Dal Mudec al Salento

Quattro nuove schede nella Guida di Identità: Bartolini, Marghe, Osteria del Taglio e Primo

11-04-2016
Uno scorcio del nuovo, attesissimo Ristorante Enri

Uno scorcio del nuovo, attesissimo Ristorante Enrico Bartolini, aperto da pochi giorni al terzo piano del Mudec-Museo delle Culture di via Tortona 56 a Milano. E’ uno dei 4 nuovi ingressi della Guida online ai Ristoranti d’Italia, Europa e Mondo di Identità Golose

L’attesissimo trasloco di un ristorante con due stelle Michelin; una pizzeria che in poche settimane ha conquistato i favori dei palati meneghini; una piacevole scoperta a Salerno città e una promettente compagine di giovani che sta movimentando Lecce. Sono i 4 highlights di questa settimana della Guida ai Ristoranti di Italia, Europa e Mondo Identità Golose, la quale da fine ottobre scorso (edizione 2016) ha abbandonato la modalità cartacea per diventare online, gratis e pubblica per tutti.

Procediamo con ordine. Qualche giorno fa Carlo Passera ci svelava in anteprima i 3 nuovi ambiziosi progetti di Enrico Bartolini, cuoco che sta progressivamente abbandonando il Devero di Cavenago Brianza. La più ambiziosa delle nuove insegne, il cuoco toscano l'ha aperta al terzo piano del Mudec, il Museo delle Culture di Milano, pochi giorni fa. «Il Mudec per me è l’ideale», ha dichiarato lo chef, «Voglio esprimervi contemporaneità, piacere di stare a tavola, essenzialità nei piatti con la concentrazione dei sapori ricavati da pochi ingredienti». Leggendo la scheda entusiasta di Federico De Cesare Viola, scopriamo che alle intenzioni corrispondono da subito i fatti: «Ci sono tutte le carte in regola», specifica FDCV, «per entrare subito in Champions League senza preliminari».

La Triglia tra le primizie dell'orto di Domenico Vicinanza, chef dell'Osteria del Taglio di Salerno

La Triglia tra le primizie dell'orto di Domenico Vicinanza, chef dell'Osteria del Taglio di Salerno

Procede, invece, il momento felice della pizza a Milano, città a lungo impermeabile a prodotti tondi di qualità. Questa settimana Niccolò Vecchia ci introduce al sapere su forni e lievitati del giovanissimo valtellinese Matteo Mevio. Un valtellinese che fa una delle migliori pizze napoletane in circolazione? Ebbene sì, con due maestri come Gino Sorbillo e Franco Manca. «Da Marghe», scrive Vecchia, «l'impasto è stato pensato con grande cura, con l'uso di farina di tipo 1, una piccola quantità di lievito di birra e una lievitazione di 48 ore, 24 a temperatura ambiente e 24 in frigorifero. Il risultato dà ragione agli sforzi: morbido, elastico, fragrante».

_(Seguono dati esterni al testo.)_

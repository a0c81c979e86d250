//! `manage` entry point.
//!
//! Producers registered with `register_initial_data!` in any crate linked
//! into this binary are picked up automatically.

use seedling::{ProducerRegistry, execute_from_command_line};
use tracing_subscriber::EnvFilter;

#[tokio::main]
async fn main() {
	tracing_subscriber::fmt()
		.with_env_filter(EnvFilter::try_from_default_env().unwrap_or_else(|_| EnvFilter::new("warn")))
		.with_writer(std::io::stderr)
		.init();

	if let Err(e) = execute_from_command_line(ProducerRegistry::from_inventory()).await {
		eprintln!("Error: {}", e);
		std::process::exit(1);
	}
}
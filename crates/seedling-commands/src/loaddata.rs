//! `loaddata` as a management command.

use async_trait::async_trait;
use seedling_seeding::commands::{LoadDataArgs, LoadDataCommand, LoadDataOptions};

use crate::{BaseCommand, CommandArgument, CommandContext, CommandError, CommandOption, CommandResult};

/// Installs the fixtures named on the command line.
#[derive(Debug, Clone)]
pub struct LoadDataManagementCommand {
	inner: LoadDataCommand,
}

impl LoadDataManagementCommand {
	pub fn new(inner: LoadDataCommand) -> Self {
		Self { inner }
	}
}

#[async_trait]
impl BaseCommand for LoadDataManagementCommand {
	fn name(&self) -> &str {
		self.inner.name()
	}

	fn description(&self) -> &str {
		self.inner.description()
	}

	fn arguments(&self) -> Vec<CommandArgument> {
		vec![CommandArgument::required("fixture", "Fixture name or path").multiple()]
	}

	fn options(&self) -> Vec<CommandOption> {
		vec![
			CommandOption::option(Some('a'), "app", "Only load records of this app"),
			CommandOption::flag(None, "ignore-missing", "Skip models without a loader"),
		]
	}

	async fn execute(&self, ctx: &CommandContext) -> CommandResult<()> {
		if ctx.args.is_empty() {
			return Err(CommandError::InvalidArguments(
				"loaddata requires at least one fixture".to_string(),
			));
		}

		let options = LoadDataOptions::new()
			.with_app_labels(ctx.option_values("app").unwrap_or_default())
			.with_ignore_missing(ctx.has_option("ignore-missing"))
			.with_verbosity(ctx.verbosity());

		let result = self
			.inner
			.execute(LoadDataArgs::new(ctx.args.iter().cloned()), options)
			.await?;

		ctx.info(&LoadDataCommand::summary(&result))?;
		Ok(())
	}
}
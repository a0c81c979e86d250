//! Per-application initial data.

mod discovery;
mod producer;
mod registry;

pub use discovery::{ProducerMap, discover_producers};
pub use producer::{FnProducer, InitialDataProducer, ProducerError, ProducerResult, producer_fn};
pub use registry::{InitialDataRegistration, ProducerRegistry};
//! Error types for fixture loading.

use thiserror::Error;

/// Errors that can occur while locating, parsing or loading fixtures.
#[derive(Debug, Error)]
pub enum SeedingError {
	/// No loader is registered for the model.
	#[error("Model not found: {0}")]
	ModelNotFound(String),

	/// Error parsing fixture data.
	#[error("Parse error: {0}")]
	ParseError(String),

	/// A registered loader rejected a record.
	#[error("Could not load {model}: {message}")]
	LoadError {
		/// Model identifier of the rejected record.
		model: String,
		/// Loader error message.
		message: String,
	},

	/// I/O operation failed.
	#[error("IO error: {0}")]
	IoError(#[from] std::io::Error),

	/// Validation failed for a specific field.
	#[error("Validation error: {field}: {message}")]
	ValidationError {
		/// Field that failed validation.
		field: String,
		/// Validation error message.
		message: String,
	},

	/// JSON deserialization error.
	#[error("JSON error: {0}")]
	JsonError(#[from] serde_json::Error),

	/// YAML deserialization error (when yaml feature is enabled).
	#[cfg(feature = "yaml")]
	#[error("YAML error: {0}")]
	YamlError(#[from] serde_yaml::Error),

	/// Fixture file not found.
	#[error("Fixture file not found: {0}")]
	FileNotFound(String),

	/// No fixture with the given name in any fixture directory.
	#[error("No fixture named '{0}' found.")]
	FixtureNotFound(String),

	/// Unsupported file extension.
	#[error("Unsupported file extension: {0}")]
	UnsupportedExtension(String),
}

impl SeedingError {
	/// Short name of the error kind, used in operator-facing status lines.
	pub fn kind(&self) -> &'static str {
		match self {
			Self::ModelNotFound(_) => "ModelNotFound",
			Self::ParseError(_) => "ParseError",
			Self::LoadError { .. } => "LoadError",
			Self::IoError(_) => "IoError",
			Self::ValidationError { .. } => "ValidationError",
			Self::JsonError(_) => "JsonError",
			#[cfg(feature = "yaml")]
			Self::YamlError(_) => "YamlError",
			Self::FileNotFound(_) => "FileNotFound",
			Self::FixtureNotFound(_) => "FixtureNotFound",
			Self::UnsupportedExtension(_) => "UnsupportedExtension",
		}
	}
}

/// Result type alias for seeding operations.
pub type SeedingResult<T> = Result<T, SeedingError>;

Da Milano scendiamo al centro storico di Salerno per la minuscola Osteria del Taglio, una felice scoperta di Gabriele Zanatta. Anzi, una riscoperta visto che lo chef Domenico Vicinanza è lo stesso che fece guadagnare una stella ben più che cult al Papavero di Eboli, anno 2009. «Da qualche stagione è felice di misurarsi con una piazza difficile, che è la “sua” piazza. Ogni giorno scende dalle alture di Giovi per confezionare una cucina, prevalentemente di mare, con una mano particolarmente felice perché mossa da una voce interiore: «Devi capire ciò che mangi».

Sara Latagliata, promettente 32enne del Primo Restaurant di Lecce

Sara Latagliata, promettente 32enne del Primo Restaurant di Lecce

Con Paolo Marchi ci spingiamo infine nell’estremo Sud di Lecce: Primo Restaurant merita una menzione importante perché si tratta di un bel caso di imprenditoria giovanile, firmato da Silvia Antonazzi, Marco Borello e Sara Latagliata, una cuoca di 32 anni capace di stupire il patron di Identità Golose con delle orecchiette impastate nel cacao: «Se avevo delle perplessità», racconta Marchi, «sono sparite all’assaggio». Ne sentiremo parlare ancora, intanto leggetevi la scheda.